Garbage Collection
Let's learn how GFS implements garbage collection.
We'll cover the following
Garbage collection through lazy deletion#
When a file is deleted, GFS does not immediately reclaim the physical space used by that file. Instead, it follows a lazy garbage collection strategy. When the client issues a delete file operation, GFS does two things:
- The master logs the deletion operation just like other changes.
- The deleted file is renamed to a hidden name that also includes a deletion timestamp.

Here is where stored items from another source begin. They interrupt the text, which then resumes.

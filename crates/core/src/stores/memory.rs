use super::{rank, Candidate};
use crate::error::StoreError;
use crate::models::{ChipChunk, RetrievedChunk, SourceDocument};
use crate::traits::{ChunkStore, DocumentStore};
use async_trait::async_trait;
use tokio::sync::RwLock;

#[derive(Default)]
struct MemoryState {
    documents: Vec<SourceDocument>,
    /// `(insertion sequence, chunk)` in insertion order.
    chunks: Vec<(u64, ChipChunk)>,
    next_sequence: u64,
}

impl MemoryState {
    fn has_document(&self, document_id: &str) -> bool {
        self.documents.iter().any(|document| document.id == document_id)
    }

    fn push_chunks(&mut self, chunks: &[ChipChunk]) -> Result<(), StoreError> {
        if let Some(orphan) = chunks.iter().find(|chunk| !self.has_document(&chunk.document_id)) {
            return Err(StoreError::NotFound(orphan.document_id.clone()));
        }
        for chunk in chunks {
            self.next_sequence += 1;
            self.chunks.push((self.next_sequence, chunk.clone()));
        }
        Ok(())
    }

    fn remove_chunks(&mut self, document_id: &str) -> usize {
        let before = self.chunks.len();
        self.chunks.retain(|(_, chunk)| chunk.document_id != document_id);
        before - self.chunks.len()
    }
}

#[derive(Default)]
pub struct MemoryStore {
    state: RwLock<MemoryState>,
}

impl MemoryStore {
    pub fn new() -> Self {
        Self::default()
    }
}

#[async_trait]
impl DocumentStore for MemoryStore {
    async fn insert_document(&self, document: &SourceDocument) -> Result<(), StoreError> {
        let mut state = self.state.write().await;
        if state.has_document(&document.id) {
            return Err(StoreError::Duplicate(document.id.clone()));
        }
        state.documents.push(document.clone());
        Ok(())
    }

    async fn get_document(&self, document_id: &str) -> Result<Option<SourceDocument>, StoreError> {
        let state = self.state.read().await;
        Ok(state
            .documents
            .iter()
            .find(|document| document.id == document_id)
            .cloned())
    }

    async fn update_document(&self, document: &SourceDocument) -> Result<(), StoreError> {
        let mut state = self.state.write().await;
        match state.documents.iter_mut().find(|existing| existing.id == document.id) {
            Some(existing) => {
                *existing = document.clone();
                Ok(())
            }
            None => Err(StoreError::NotFound(document.id.clone())),
        }
    }

    async fn delete_document(&self, document_id: &str) -> Result<bool, StoreError> {
        let mut state = self.state.write().await;
        let before = state.documents.len();
        state.documents.retain(|document| document.id != document_id);
        let existed = state.documents.len() != before;
        state.remove_chunks(document_id);
        Ok(existed)
    }

    async fn list_documents(&self) -> Result<Vec<SourceDocument>, StoreError> {
        let state = self.state.read().await;
        let mut documents: Vec<SourceDocument> = state.documents.iter().rev().cloned().collect();
        documents.sort_by(|left, right| right.uploaded_at.cmp(&left.uploaded_at));
        Ok(documents)
    }
}

#[async_trait]
impl ChunkStore for MemoryStore {
    async fn insert_chunks(&self, chunks: &[ChipChunk]) -> Result<(), StoreError> {
        self.state.write().await.push_chunks(chunks)
    }

    async fn replace_chunks(&self, document_id: &str, chunks: &[ChipChunk]) -> Result<usize, StoreError> {
        let mut state = self.state.write().await;
        if !state.has_document(document_id) {
            return Err(StoreError::NotFound(document_id.to_string()));
        }
        if let Some(foreign) = chunks.iter().find(|chunk| chunk.document_id != document_id) {
            return Err(StoreError::Corrupt {
                id: foreign.chunk_id.clone(),
                details: format!("chunk belongs to {}, not {document_id}", foreign.document_id),
            });
        }
        let removed = state.remove_chunks(document_id);
        state.push_chunks(chunks)?;
        Ok(removed)
    }

    async fn delete_chunks(&self, document_id: &str) -> Result<usize, StoreError> {
        Ok(self.state.write().await.remove_chunks(document_id))
    }

    async fn count_chunks(&self, document_id: &str) -> Result<usize, StoreError> {
        let state = self.state.read().await;
        Ok(state
            .chunks
            .iter()
            .filter(|(_, chunk)| chunk.document_id == document_id)
            .count())
    }

    async fn chunks_for_document(&self, document_id: &str) -> Result<Vec<ChipChunk>, StoreError> {
        let state = self.state.read().await;
        let mut chunks: Vec<ChipChunk> = state
            .chunks
            .iter()
            .filter(|(_, chunk)| chunk.document_id == document_id)
            .map(|(_, chunk)| chunk.clone())
            .collect();
        chunks.sort_by_key(|chunk| chunk.chunk_index);
        Ok(chunks)
    }

    async fn search_similar(
        &self,
        query: &[f32],
        min_similarity: f32,
        limit: usize,
    ) -> Result<Vec<RetrievedChunk>, StoreError> {
        let state = self.state.read().await;
        let candidates = state.chunks.iter().filter_map(|(sequence, chunk)| {
            let document = state
                .documents
                .iter()
                .find(|document| document.id == chunk.document_id)?;
            Some(Candidate {
                sequence: *sequence,
                chunk: chunk.clone(),
                document_name: document.file_name.clone(),
                document_type: document.document_type.clone(),
            })
        });
        Ok(rank(query, candidates, min_similarity, limit))
    }
}
impl Extractor {
    pub fn new(
        pages: Arc<dyn PageTextService>,
        rasterizer: Arc<dyn PageRasterizer>,
        config: ExtractionConfig,
    ) -> Self {
        Self {
            pages,
            rasterizer,
            config,
        }
    }

    pub async fn extract(
        &self,
        path: &Path,
        document_id: &str,
        progress: &dyn ProgressSink,
        cancel: &CancellationToken,
    ) -> Result<ExtractedText, IngestError> {
        match detect_source_kind(path)? {
            SourceKind::PlainText => {
                let text = tokio::fs::read_to_string(path).await?;
                progress.on_event(ProgressEvent::Extraction {
                    document_id: document_id.to_string(),
                    progress: ExtractionProgress::new(1, 1),
                });
                Ok(ExtractedText {
                    text,
                    page_count: 1,
                    failed_pages: Vec::new(),
                })
            }
            SourceKind::Pdf => self.extract_pdf(path, document_id, progress, cancel).await,
        }
    }

    async fn extract_pdf(
        &self,
        path: &Path,
        document_id: &str,
        progress: &dyn ProgressSink,
        cancel: &CancellationToken,
    ) -> Result<ExtractedText, IngestError> {
        let workspace = self.create_workspace()?;
        let text_layer = if self.config.prefer_text_layer {
            self.load_text_layer(path).await
        } else {
            Vec::new()
        };

        let needs_rendering = text_layer.is_empty()
            || text_layer
                .iter()
                .any(|layer| layer.chars().count() < self.config.min_text_layer_chars);
        let mut rendered: Vec<Option<RenderedPage>> = if needs_rendering {
            match self.render_pages(path, workspace.path()).await {
                Ok(pages) => pages.into_iter().map(Some).collect(),
                Err(error) if !text_layer.is_empty() => {
                    warn!(document_id, error = %error, "Rendering failed, pages without a text layer will be marked");
                    Vec::new()
                }
                Err(error) => return Err(error),
            }
        } else {
            Vec::new()
        };

        let total_pages = if text_layer.is_empty() {
            rendered.len()
        } else {
            text_layer.len()
        };

        info!(
            document_id,
            total_pages,
            workspace = %workspace.path().display(),
            "Starting page extraction"
        );

        let mut text = String::new();
        let mut failed_pages = Vec::new();

        for index in 0..total_pages {
            cancel.checkpoint()?;
            let page_number = index + 1;

            let layer_text = text_layer
                .get(index)
                .filter(|layer| layer.chars().count() >= self.config.min_text_layer_chars);

            let body = match layer_text {
                Some(layer) => {
                    debug!(document_id, page = page_number, "Using embedded text layer");
                    Some(layer.clone())
                }
                None => {
                    let page = rendered.get_mut(index).and_then(Option::take);
                    self.transcribe_page(page_number, page).await
                }
            };

            text.push_str(&page_marker(page_number, total_pages));
            text.push('\n');
            match body {
                Some(body) => text.push_str(body.trim()),
                None => {
                    failed_pages.push(page_number);
                    text.push_str(&failed_page_marker(page_number));
                }
            }
            text.push_str("\n\n");

            progress.on_event(ProgressEvent::Extraction {
                document_id: document_id.to_string(),
                progress: ExtractionProgress::new(page_number, total_pages),
            });
        }

        if let Err(error) = workspace.close() {
            warn!(document_id, error = %error, "Failed to remove page workspace");
        }

        Ok(ExtractedText {
            text,
            page_count: total_pages,
            failed_pages,
        })
    }

    async fn render_pages(&self, path: &Path, workspace: &Path) -> Result<Vec<RenderedPage>, IngestError> {
        let rasterizer = Arc::clone(&self.rasterizer);
        let source = path.to_path_buf();
        let target = workspace.to_path_buf();
        tokio::task::spawn_blocking(move || rasterizer.render_pages(&source, &target))
            .await
            .map_err(|error| IngestError::Task(error.to_string()))?
    }

    /// Sends one rendered page to the page-to-text service. `None` means the
    /// page failed.
    async fn transcribe_page(&self, page_number: usize, rendered: Option<RenderedPage>) -> Option<String> {
        let target = match rendered {
            Some(Ok(target)) => target,
            Some(Err(error)) => {
                warn!(page = page_number, error = %error, "Page rasterization failed");
                return None;
            }
            None => {
                warn!(page = page_number, "Page has no rendered image");
                return None;
            }
        };

        let bytes = match tokio::fs::read(&target).await {
            Ok(bytes) => bytes,
            Err(error) => {
                warn!(page = page_number, error = %error, "Rendered page image is unreadable");
                return None;
            }
        };
        let _ = tokio::fs::remove_file(&target).await;

        let image = PageImage {
            page_number,
            mime_type: "image/png".to_string(),
            base64_data: STANDARD.encode(bytes),
        };

        let result = self
            .config
            .retry
            .run("page_extraction", ServiceError::is_transient, |_| {
                self.pages.extract_page(&image, PAGE_EXTRACTION_PROMPT)
            })
            .await;

        match result {
            Ok(text) => Some(text),
            Err(exhausted) => {
                warn!(
                    page = page_number,
                    attempts = exhausted.attempts,
                    error = %exhausted.last_error,
                    "Page text extraction failed"
                );
                None
            }
        }
    }

    fn create_workspace(&self) -> Result<TempDir, IngestError> {
        let run_id = uuid::Uuid::new_v4().simple().to_string();
        let prefix = format!("docchip-{run_id}-");
        let mut builder = tempfile::Builder::new();
        builder.prefix(&prefix);
        let workspace = match &self.config.workspace_root {
            Some(root) => {
                std::fs::create_dir_all(root)?;
                builder.tempdir_in(root)?
            }
            None => builder.tempdir()?,
        };
        Ok(workspace)
    }

    async fn load_text_layer(&self, path: &Path) -> Vec<String> {
        let source = path.to_path_buf();
        match tokio::task::spawn_blocking(move || read_text_layer(&source)).await {
            Ok(Ok(pages)) => pages,
            Ok(Err(error)) => {
                warn!(error = %error, "Text layer unavailable, rasterizing every page");
                Vec::new()
            }
            Err(error) => {
                warn!(error = %error, "Text layer task failed");
                Vec::new()
            }
        }
    }
}

#[cfg(test)]
mod tests {
    use super::*;
    use crate::retry::RetryPolicy;
    use async_trait::async_trait;
    use std::path::PathBuf;
    use std::sync::atomic::{AtomicUsize, Ordering};
    use std::sync::Mutex;
    use tempfile::tempdir;

    struct FakeRasterizer {
        pages: usize,
        loads: AtomicUsize,
    }

    impl FakeRasterizer {
        fn new(pages: usize) -> Self {
            Self {
                pages,
                loads: AtomicUsize::new(0),
            }
        }
    }

    impl PageRasterizer for FakeRasterizer {
        fn render_pages(&self, _path: &Path, workspace: &Path) -> Result<Vec<RenderedPage>, IngestError> {
            self.loads.fetch_add(1, Ordering::SeqCst);
            Ok((1..=self.pages)
                .map(|page_number| -> RenderedPage {
                    let target = workspace.join(crate::render::page_file_name(page_number));
                    std::fs::write(&target, format!("page-{page_number}"))?;
                    Ok(target)
                })
                .collect())
        }
    }

    /// Transcribes pages as "text of page N" and always fails `failing_page`.
    struct FakePageText {
        failing_page: Option<usize>,
        failure_status: u16,
        calls: AtomicUsize,
        cancel_after: Option<(usize, CancellationToken)>,
    }

    impl FakePageText {
        fn new(failing_page: Option<usize>) -> Self {
            Self {
                failing_page,
                failure_status: 500,
                calls: AtomicUsize::new(0),
                cancel_after: None,
            }
        }
    }

    #[async_trait]
    impl PageTextService for FakePageText {
        async fn extract_page(
            &self,
            page: &PageImage,
            instruction: &str,
        ) -> Result<String, ServiceError> {
            assert_eq!(instruction, PAGE_EXTRACTION_PROMPT);
            let calls = self.calls.fetch_add(1, Ordering::SeqCst) + 1;
            if let Some((limit, token)) = &self.cancel_after {
                if calls >= *limit {
                    token.cancel();
                }
            }
            if Some(page.page_number) == self.failing_page {
                return Err(ServiceError::Status {
                    service: "fake".to_string(),
                    status: self.failure_status,
                    body: "boom".to_string(),
                });
            }
            Ok(format!("text of page {}", page.page_number))
        }
    }

    #[derive(Default)]
    struct RecordingProgress {
        events: Mutex<Vec<ProgressEvent>>,
    }

    impl ProgressSink for RecordingProgress {
        fn on_event(&self, event: ProgressEvent) {
            self.events.lock().expect("progress lock").push(event);
        }
    }

    fn config(workspace_root: PathBuf) -> ExtractionConfig {
        ExtractionConfig {
            retry: RetryPolicy::immediate(3),
            workspace_root: Some(workspace_root),
            ..ExtractionConfig::default()
        }
    }

    fn fake_pdf(dir: &Path) -> PathBuf {
        let path = dir.join("scan.pdf");
        std::fs::write(&path, b"%PDF-1.4 fake").expect("write fixture");
        path
    }

    #[tokio::test]
    async fn failed_page_gets_marker_and_run_continues() {
        let dir = tempdir().expect("tempdir");
        let workspace_root = dir.path().join("work");
        let source = fake_pdf(dir.path());
        let service = Arc::new(FakePageText::new(Some(2)));
        let rasterizer = Arc::new(FakeRasterizer::new(3));
        let extractor = Extractor::new(
            service.clone(),
            rasterizer.clone(),
            config(workspace_root.clone()),
        );
        let progress = RecordingProgress::default();

        let extracted = extractor
            .extract(&source, "doc-1", &progress, &CancellationToken::new())
            .await
            .expect("extraction should succeed");

        assert_eq!(extracted.page_count, 3);
        assert_eq!(extracted.failed_pages, vec![2]);
        assert!(extracted.text.contains(&page_marker(1, 3)));
        assert!(extracted.text.contains("text of page 1"));
        assert!(extracted.text.contains(&failed_page_marker(2)));
        assert!(extracted.text.contains("text of page 3"));
        // one call each for pages 1 and 3, three attempts for page 2
        assert_eq!(service.calls.load(Ordering::SeqCst), 5);
        assert_eq!(rasterizer.loads.load(Ordering::SeqCst), 1, "document is opened once");

        let events = progress.events.lock().expect("progress lock");
        let percents: Vec<f32> = events
            .iter()
            .filter_map(|event| match event {
                ProgressEvent::Extraction { progress, .. } => Some(progress.percent_complete),
                _ => None,
            })
            .collect();
        assert_eq!(percents.len(), 3);
        assert_eq!(percents.last().copied(), Some(100.0));

        let leftovers = std::fs::read_dir(&workspace_root)
            .expect("workspace root exists")
            .count();
        assert_eq!(leftovers, 0, "per-run workspace must be removed");
    }

    #[tokio::test]
    async fn rejected_page_is_marked_without_retrying() {
        let dir = tempdir().expect("tempdir");
        let source = fake_pdf(dir.path());
        let mut service = FakePageText::new(Some(1));
        service.failure_status = 400;
        let service = Arc::new(service);
        let extractor = Extractor::new(
            service.clone(),
            Arc::new(FakeRasterizer::new(2)),
            config(dir.path().join("work")),
        );

        let extracted = extractor
            .extract(&source, "doc-1", &crate::progress::NoopProgress, &CancellationToken::new())
            .await
            .expect("extraction should succeed");

        assert_eq!(extracted.failed_pages, vec![1]);
        assert_eq!(service.calls.load(Ordering::SeqCst), 2);
    }

    #[tokio::test]
    async fn cancellation_is_observed_between_pages() {
        let dir = tempdir().expect("tempdir");
        let source = fake_pdf(dir.path());
        let token = CancellationToken::new();
        let mut service = FakePageText::new(None);
        service.cancel_after = Some((2, token.clone()));
        let service = Arc::new(service);
        let extractor = Extractor::new(
            service.clone(),
            Arc::new(FakeRasterizer::new(5)),
            config(dir.path().join("work")),
        );

        let error = extractor
            .extract(&source, "doc-1", &crate::progress::NoopProgress, &token)
            .await
            .expect_err("run must stop");

        assert!(error.is_cancelled());
        assert_eq!(service.calls.load(Ordering::SeqCst), 2);
    }

    #[tokio::test]
    async fn plain_text_passes_through_with_full_progress() {
        let dir = tempdir().expect("tempdir");
        let source = dir.path().join("notes.txt");
        std::fs::write(&source, "Plain notes\n\nSecond paragraph").expect("write fixture");
        let extractor = Extractor::new(
            Arc::new(FakePageText::new(None)),
            Arc::new(FakeRasterizer::new(0)),
            config(dir.path().join("work")),
        );
        let progress = RecordingProgress::default();

        let extracted = extractor
            .extract(&source, "doc-2", &progress, &CancellationToken::new())
            .await
            .expect("plain text should pass through");

        assert_eq!(extracted.text, "Plain notes\n\nSecond paragraph");
        let events = progress.events.lock().expect("progress lock");
        assert!(matches!(
            events.as_slice(),
            [ProgressEvent::Extraction { progress, .. }] if progress.percent_complete == 100.0
        ));
    }

    #[test]
    fn unknown_sources_are_rejected() {
        let dir = tempdir().expect("tempdir");
        let source = dir.path().join("photo.bin");
        std::fs::write(&source, b"\x89PNG").expect("write fixture");
        assert!(matches!(
            detect_source_kind(&source),
            Err(IngestError::UnsupportedSource(_))
        ));

        let disguised = dir.path().join("upload");
        std::fs::write(&disguised, b"%PDF-1.7").expect("write fixture");
        assert_eq!(detect_source_kind(&disguised).ok(), Some(SourceKind::Pdf));
    }
}
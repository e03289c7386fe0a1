use crate::chunking::ChunkingConfig;
use crate::cleaner::{CleaningOptions, PageMarkerMode, SpaceCollapse};
use crate::retry::RetryPolicy;
use std::path::PathBuf;
use std::str::FromStr;
use thiserror::Error;

#[derive(Debug, Error, PartialEq, Eq)]
pub enum ConfigError {
    #[error("Missing environment variable: {0}")]
    MissingVariable(String),
    #[error("Invalid value for environment variable {key}: {value}")]
    InvalidValue { key: String, value: String },
}

#[derive(Debug, Clone)]
pub struct ExtractionConfig {
    pub retry: RetryPolicy,
    /// Use the embedded text layer for pages that have one.
    pub prefer_text_layer: bool,
    pub min_text_layer_chars: usize,
    /// Parent directory for per-run page-image workspaces. System temp when unset.
    pub workspace_root: Option<PathBuf>,
    pub max_render_pixels: u32,
    pub pdfium_library_path: Option<PathBuf>,
}

impl Default for ExtractionConfig {
    fn default() -> Self {
        Self {
            retry: RetryPolicy {
                max_attempts: 3,
                ..RetryPolicy::default()
            },
            prefer_text_layer: false,
            min_text_layer_chars: 50,
            workspace_root: None,
            max_render_pixels: 2_000,
            pdfium_library_path: None,
        }
    }
}

#[derive(Debug, Clone, PartialEq, Eq)]
pub struct ClassificationConfig {
    pub max_chars: usize,
}

impl Default for ClassificationConfig {
    fn default() -> Self {
        Self { max_chars: 8_000 }
    }
}

#[derive(Debug, Clone)]
pub struct EmbeddingConfig {
    pub batch_size: usize,
    pub dimensions: usize,
    pub retry: RetryPolicy,
}

impl Default for EmbeddingConfig {
    fn default() -> Self {
        Self {
            batch_size: 96,
            dimensions: 1_536,
            retry: RetryPolicy::default(),
        }
    }
}

#[derive(Debug, Clone, Copy, PartialEq)]
pub struct RetrievalConfig {
    pub top_k: usize,
    pub min_similarity: f32,
}

impl Default for RetrievalConfig {
    fn default() -> Self {
        Self {
            top_k: 5,
            min_similarity: 0.3,
        }
    }
}

#[derive(Debug, Clone, Default)]
pub struct PipelineConfig {
    pub extraction: ExtractionConfig,
    pub cleaning: CleaningOptions,
    pub classification: ClassificationConfig,
    pub chunking: ChunkingConfig,
    pub embedding: EmbeddingConfig,
    pub retrieval: RetrievalConfig,
}

impl PipelineConfig {
    pub fn from_env() -> Result<Self, ConfigError> {
        Self::from_lookup(|key| std::env::var(key).ok())
    }

    pub fn from_lookup<F>(lookup: F) -> Result<Self, ConfigError>
    where
        F: Fn(&str) -> Option<String>,
    {
        let read = |key: &str| lookup(key).filter(|value| !value.trim().is_empty());
        let mut config = Self::default();

        if let Some(value) = parse_var(&read, "DOCCHIP_PAGE_MAX_ATTEMPTS")? {
            config.extraction.retry.max_attempts = value;
        }
        if let Some(value) = parse_bool(&read, "DOCCHIP_PREFER_TEXT_LAYER")? {
            config.extraction.prefer_text_layer = value;
        }
        if let Some(value) = parse_var(&read, "DOCCHIP_MIN_TEXT_LAYER_CHARS")? {
            config.extraction.min_text_layer_chars = value;
        }
        if let Some(value) = read("DOCCHIP_WORKSPACE_DIR") {
            config.extraction.workspace_root = Some(PathBuf::from(value));
        }
        if let Some(value) = parse_var(&read, "DOCCHIP_MAX_RENDER_PIXELS")? {
            config.extraction.max_render_pixels = value;
        }
        if let Some(value) = read("PDFIUM_LIB_PATH") {
            config.extraction.pdfium_library_path = Some(PathBuf::from(value));
        }

        if let Some(value) = parse_bool(&read, "DOCCHIP_STRIP_STRUCTURAL_MARKERS")? {
            config.cleaning.strip_structural_markers = value;
        }
        if let Some(value) = parse_bool(&read, "DOCCHIP_AGGRESSIVE_SPACES")? {
            config.cleaning.space_collapse = if value {
                SpaceCollapse::Aggressive
            } else {
                SpaceCollapse::Conservative
            };
        }
        if let Some(value) = parse_bool(&read, "DOCCHIP_REMOVE_PAGE_MARKERS")? {
            config.cleaning.page_markers = if value {
                PageMarkerMode::Remove
            } else {
                PageMarkerMode::SectionBreak
            };
        }

        if let Some(value) = parse_var(&read, "DOCCHIP_CLASSIFY_MAX_CHARS")? {
            config.classification.max_chars = value;
        }

        if let Some(value) = parse_var(&read, "DOCCHIP_CHUNK_TARGET_WORDS")? {
            config.chunking.target_words = value;
        }
        if let Some(value) = parse_var(&read, "DOCCHIP_CHUNK_OVERLAP_WORDS")? {
            config.chunking.overlap_words = value;
        }
        if let Some(value) = parse_var(&read, "DOCCHIP_CHUNK_MIN_WORDS")? {
            config.chunking.min_words = value;
        }
        if let Some(value) = parse_bool(&read, "DOCCHIP_RESPECT_SECTIONS")? {
            config.chunking.respect_sections = value;
        }

        if let Some(value) = parse_var(&read, "DOCCHIP_EMBEDDING_BATCH_SIZE")? {
            config.embedding.batch_size = value;
        }
        if let Some(value) = parse_var(&read, "DOCCHIP_EMBEDDING_DIMENSIONS")? {
            config.embedding.dimensions = value;
        }
        if let Some(value) = parse_var(&read, "DOCCHIP_EMBEDDING_MAX_ATTEMPTS")? {
            config.embedding.retry.max_attempts = value;
        }

        if let Some(value) = parse_var(&read, "DOCCHIP_TOP_K")? {
            config.retrieval.top_k = value;
        }
        if let Some(value) = parse_var::<f32, _>(&read, "DOCCHIP_MIN_SIMILARITY")? {
            if !(0.0..=1.0).contains(&value) {
                return Err(ConfigError::InvalidValue {
                    key: "DOCCHIP_MIN_SIMILARITY".to_string(),
                    value: value.to_string(),
                });
            }
            config.retrieval.min_similarity = value;
        }

        tracing::debug!(
            target_words = config.chunking.target_words,
            overlap_words = config.chunking.overlap_words,
            batch_size = config.embedding.batch_size,
            dimensions = config.embedding.dimensions,
            "Loaded pipeline configuration"
        );

        Ok(config)
    }
}

fn parse_var<T, F>(read: &F, key: &str) -> Result<Option<T>, ConfigError>
where
    T: FromStr,
    F: Fn(&str) -> Option<String>,
{
    read(key)
        .map(|value| {
            value.trim().parse().map_err(|_| ConfigError::InvalidValue {
                key: key.to_string(),
                value,
            })
        })
        .transpose()
}

fn parse_bool<F>(read: &F, key: &str) -> Result<Option<bool>, ConfigError>
where
    F: Fn(&str) -> Option<String>,
{
    read(key)
        .map(|value| match value.trim().to_lowercase().as_str() {
            "1" | "true" | "yes" | "on" => Ok(true),
            "0" | "false" | "no" | "off" => Ok(false),
            _ => Err(ConfigError::InvalidValue {
                key: key.to_string(),
                value,
            }),
        })
        .transpose()
}

#[cfg(test)]
mod tests {
    use super::*;
    use std::collections::HashMap;

    fn lookup(pairs: &[(&str, &str)]) -> impl Fn(&str) -> Option<String> {
        let map: HashMap<String, String> = pairs
            .iter()
            .map(|(key, value)| (key.to_string(), value.to_string()))
            .collect();
        move |key| map.get(key).cloned()
    }

    #[test]
    fn defaults_apply_without_overrides() {
        let config = PipelineConfig::from_lookup(lookup(&[])).expect("defaults should load");
        assert_eq!(config.chunking.target_words, 400);
        assert_eq!(config.chunking.overlap_words, 50);
        assert_eq!(config.embedding.batch_size, 96);
        assert_eq!(config.retrieval.top_k, 5);
        assert!(!config.extraction.prefer_text_layer);
    }

    #[test]
    fn overrides_are_applied() {
        let config = PipelineConfig::from_lookup(lookup(&[
            ("DOCCHIP_CHUNK_TARGET_WORDS", "250"),
            ("DOCCHIP_RESPECT_SECTIONS", "false"),
            ("DOCCHIP_AGGRESSIVE_SPACES", "yes"),
            ("DOCCHIP_MIN_SIMILARITY", "0.75"),
            ("DOCCHIP_WORKSPACE_DIR", "/var/tmp/docchip"),
        ]))
        .expect("overrides should load");

        assert_eq!(config.chunking.target_words, 250);
        assert!(!config.chunking.respect_sections);
        assert_eq!(config.cleaning.space_collapse, SpaceCollapse::Aggressive);
        assert_eq!(config.retrieval.min_similarity, 0.75);
        assert_eq!(
            config.extraction.workspace_root,
            Some(PathBuf::from("/var/tmp/docchip"))
        );
    }

    #[test]
    fn invalid_values_are_reported() {
        let error = PipelineConfig::from_lookup(lookup(&[("DOCCHIP_TOP_K", "many")]))
            .expect_err("non-numeric top_k must fail");
        assert_eq!(
            error,
            ConfigError::InvalidValue {
                key: "DOCCHIP_TOP_K".to_string(),
                value: "many".to_string(),
            }
        );

        assert!(PipelineConfig::from_lookup(lookup(&[("DOCCHIP_MIN_SIMILARITY", "1.5")])).is_err());
    }
}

The file can still be read under the new, special name and can also be undeleted by renaming it back to normal. To reclaim the physical storage, the master, while performing regular scans of the file system, removes any such hidden files if they have existed for more than three days (this interval is configurable) and also deletes its in-memory metadata. This lazy deletion scheme provides a window of opportunity to a user who deleted a file by mistake to recover the file.
The master, while performing regular scans of chunk namespace, deletes the metadata of all chunks that are not part of any file. Also, during the exchange of regular HeartBeat messages with the master, each ChunkServer reports a subset of the chunks it has, and the master replies with a list of chunks from that subset that are no longer present in the master’s database; such chunks are then deleted from the ChunkServer.
Advantages of lazy deletion#
Here are the advantages of lazy deletion.
- Simple and reliable. If the chunk deletion message is lost, the master does not have to retry. The ChunkServer can perform the garbage collection with the subsequent heartbeat messages.
- GFS merges storage reclamation into regular background activities of the master, such as the regular scans of the filesystem or the exchange of HeartBeat messages. Thus, it is done in batches, and the cost is amortized.
- Garbage collection takes place when the master is relatively free.
- Lazy deletion provides safety against accidental, irreversible deletions.
Disadvantages of lazy deletion#
As we know, after deletion, storage space does not become available immediately. Applications that frequently create and delete files may not be able to reuse the storage right away. To overcome this, GFS provides following options:
- If a client deletes a deleted file again, GFS expedites the storage reclamation.
- Users can specify directories that are to be stored without replication.
- Users can also specify directories where deletion takes place immediately.